I extended my arm, and she slipped hers into it. We drifted above hedges trimmed to the line and midnight-blue roses suspended from trellises of crystal. Everything glittered, save for the coils of ash, that grayish veil in the air that betrayed Zelda’s trail.
The turret touched the ground, and the great doors of the castle swung on their hinges. A gust of coal and chimney soot. As if the place already meant to spit us out before it even swallowed us.
A Cursed, in the form of a lizard-guard, awaited us in the hall.
It had been an eternity since I last set foot here. Lempicka clutched tighter at my arm, flakes of sugar spilling from her. She would never master the art of hiding her emotions—and that was precisely what I cherished in her.
We followed the guard in silence beneath arches of gold, brushing past crystal chandeliers carved like blades. And those damned portraits of Zelda. Always herself. Frozen century after century in her own illusion of eternity. Everything was exactly as I remembered. Hollow.

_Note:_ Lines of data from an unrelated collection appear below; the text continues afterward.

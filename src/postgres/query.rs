use std::sync::Arc;

use chrono::{DateTime, NaiveDate, NaiveDateTime, Utc};
use serde_json::Value;
use tokio_postgres::types::{FromSql, Kind, Type};
use tokio_postgres::{Client, Row, Statement};

use super::params::{Params as PgParams, underlying_type};
use crate::error::SqlMiddlewareDbError;
use crate::results::ResultSet;
use crate::types::{ConversionMode, ParamConverter, RowValues};

/// Decodes a column through its underlying type, so domains read like their base type.
struct Base<T>(T);

impl<'a, T: FromSql<'a>> FromSql<'a> for Base<T> {
    fn from_sql(
        ty: &Type,
        raw: &'a [u8],
    ) -> Result<Self, Box<dyn std::error::Error + Sync + Send>> {
        T::from_sql(underlying_type(ty), raw).map(Base)
    }

    fn accepts(ty: &Type) -> bool {
        T::accepts(underlying_type(ty))
    }
}

/// Text-like columns, including enums, whose binary form is the label itself.
struct Label(String);

impl<'a> FromSql<'a> for Label {
    fn from_sql(
        ty: &Type,
        raw: &'a [u8],
    ) -> Result<Self, Box<dyn std::error::Error + Sync + Send>> {
        let ty = underlying_type(ty);
        if matches!(ty.kind(), Kind::Enum(_)) {
            Ok(Label(std::str::from_utf8(raw)?.to_string()))
        } else {
            String::from_sql(ty, raw).map(Label)
        }
    }

    fn accepts(ty: &Type) -> bool {
        let ty = underlying_type(ty);
        matches!(ty.kind(), Kind::Enum(_)) || <String as FromSql<'_>>::accepts(ty)
    }
}

fn get<'a, T: FromSql<'a>>(row: &'a Row, idx: usize) -> Result<Option<T>, SqlMiddlewareDbError> {
    Ok(row.try_get::<_, Option<Base<T>>>(idx)?.map(|Base(v)| v))
}

/// Extracts a `RowValues` from a `tokio_postgres` Row at the given index.
///
/// Domains decode as their base type and enums as their label.
///
/// # Errors
/// Returns `SqlMiddlewareDbError` if the column cannot be decoded.
pub fn postgres_extract_value(row: &Row, idx: usize) -> Result<RowValues, SqlMiddlewareDbError> {
    let type_info = underlying_type(row.columns()[idx].type_());

    let value = match *type_info {
        Type::INT2 => get::<i16>(row, idx)?.map(|v| RowValues::Int(i64::from(v))),
        Type::INT4 => get::<i32>(row, idx)?.map(|v| RowValues::Int(i64::from(v))),
        Type::INT8 => get::<i64>(row, idx)?.map(RowValues::Int),
        Type::FLOAT4 => get::<f32>(row, idx)?.map(|v| RowValues::Float(f64::from(v))),
        Type::FLOAT8 => get::<f64>(row, idx)?.map(RowValues::Float),
        Type::BOOL => get::<bool>(row, idx)?.map(RowValues::Bool),
        Type::TIMESTAMP => get::<NaiveDateTime>(row, idx)?.map(RowValues::Timestamp),
        Type::TIMESTAMPTZ => {
            get::<DateTime<Utc>>(row, idx)?.map(|v| RowValues::Timestamp(v.naive_utc()))
        }
        Type::DATE => get::<NaiveDate>(row, idx)?
            .and_then(|v| v.and_hms_opt(0, 0, 0))
            .map(RowValues::Timestamp),
        Type::JSON | Type::JSONB => get::<Value>(row, idx)?.map(RowValues::JSON),
        Type::BYTEA => get::<Vec<u8>>(row, idx)?.map(RowValues::Blob),
        // text-like types (text, varchar, bpchar, name, enums) decode as strings
        _ => row
            .try_get::<_, Option<Label>>(idx)?
            .map(|Label(v)| RowValues::Text(v)),
    };

    Ok(value.unwrap_or(RowValues::Null))
}

/// Build a result set using statement metadata for column names.
///
/// # Errors
/// Returns errors from row value extraction.
pub fn build_result_set(stmt: &Statement, rows: &[Row]) -> Result<ResultSet, SqlMiddlewareDbError> {
    let column_names: Vec<String> = stmt
        .columns()
        .iter()
        .map(|col| col.name().to_string())
        .collect();
    let column_count = column_names.len();

    let mut result_set = ResultSet::with_capacity(rows.len());
    result_set.set_column_names(Arc::new(column_names));

    for row in rows {
        let mut row_values = Vec::with_capacity(column_count);
        for idx in 0..column_count {
            row_values.push(postgres_extract_value(row, idx)?);
        }
        result_set.add_row_values(row_values);
    }

    Ok(result_set)
}

/// Execute a SELECT on a client without managing transactions.
///
/// # Errors
/// Returns backend errors unchanged, or decoding errors from result building.
pub async fn execute_select(
    client: &Client,
    query: &str,
    params: &[RowValues],
) -> Result<ResultSet, SqlMiddlewareDbError> {
    let stmt = client.prepare(query).await?;
    let converted = PgParams::convert_sql_params(params, ConversionMode::Query)?;
    let rows = client.query(&stmt, converted.as_refs()).await?;
    build_result_set(&stmt, &rows)
}

/// Execute a DML statement on a client without managing transactions.
///
/// # Errors
/// Returns backend errors unchanged.
pub async fn execute_dml(
    client: &Client,
    query: &str,
    params: &[RowValues],
) -> Result<usize, SqlMiddlewareDbError> {
    let converted = PgParams::convert_sql_params(params, ConversionMode::Execute)?;
    let rows = client.execute(query, converted.as_refs()).await?;
    usize::try_from(rows).map_err(|e| {
        SqlMiddlewareDbError::ExecutionError(format!("Invalid rows affected count: {e}"))
    })
}

/// Execute a batch of statements with the simple query protocol.
///
/// # Errors
/// Returns backend errors unchanged.
pub async fn execute_batch(client: &Client, query: &str) -> Result<(), SqlMiddlewareDbError> {
    client.batch_execute(query).await?;
    Ok(())
}

/// Run a single-row simple query and return its text columns.
pub(crate) async fn simple_row(
    client: &Client,
    query: &str,
) -> Result<Vec<Option<String>>, SqlMiddlewareDbError> {
    use tokio_postgres::SimpleQueryMessage;

    for message in client.simple_query(query).await? {
        if let SimpleQueryMessage::Row(row) = message {
            return Ok((0..row.len())
                .map(|idx| row.get(idx).map(str::to_string))
                .collect());
        }
    }
    Err(SqlMiddlewareDbError::ExecutionError(format!(
        "query returned no rows: {query}"
    )))
}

Other lizard-guards passed, carrying the same boxes as in the sorcerers’ market. Their bloodshot eyes lingered on me, as though waiting for me to finally put an end to all this. Even here, the whispers had reached. Arawn, Zelda’s cold blade, her heartless executioner, had returned.
“What are they carrying?” murmured Lempicka.
“New Cursed. There’s a dungeon. That’s where Zelda injects them with sucremort until nothing of them remains.”
“Can’t we help them?”
I felt the eyes of the lizard guard escorting us shift toward us. I tried to map each pipe and each chamber. I listened. I searched for a single heartbeat. A single call. But I heard several. Thousands. Beating in unison. None of them mine. Yet… I was close. I felt the burning point in my chest.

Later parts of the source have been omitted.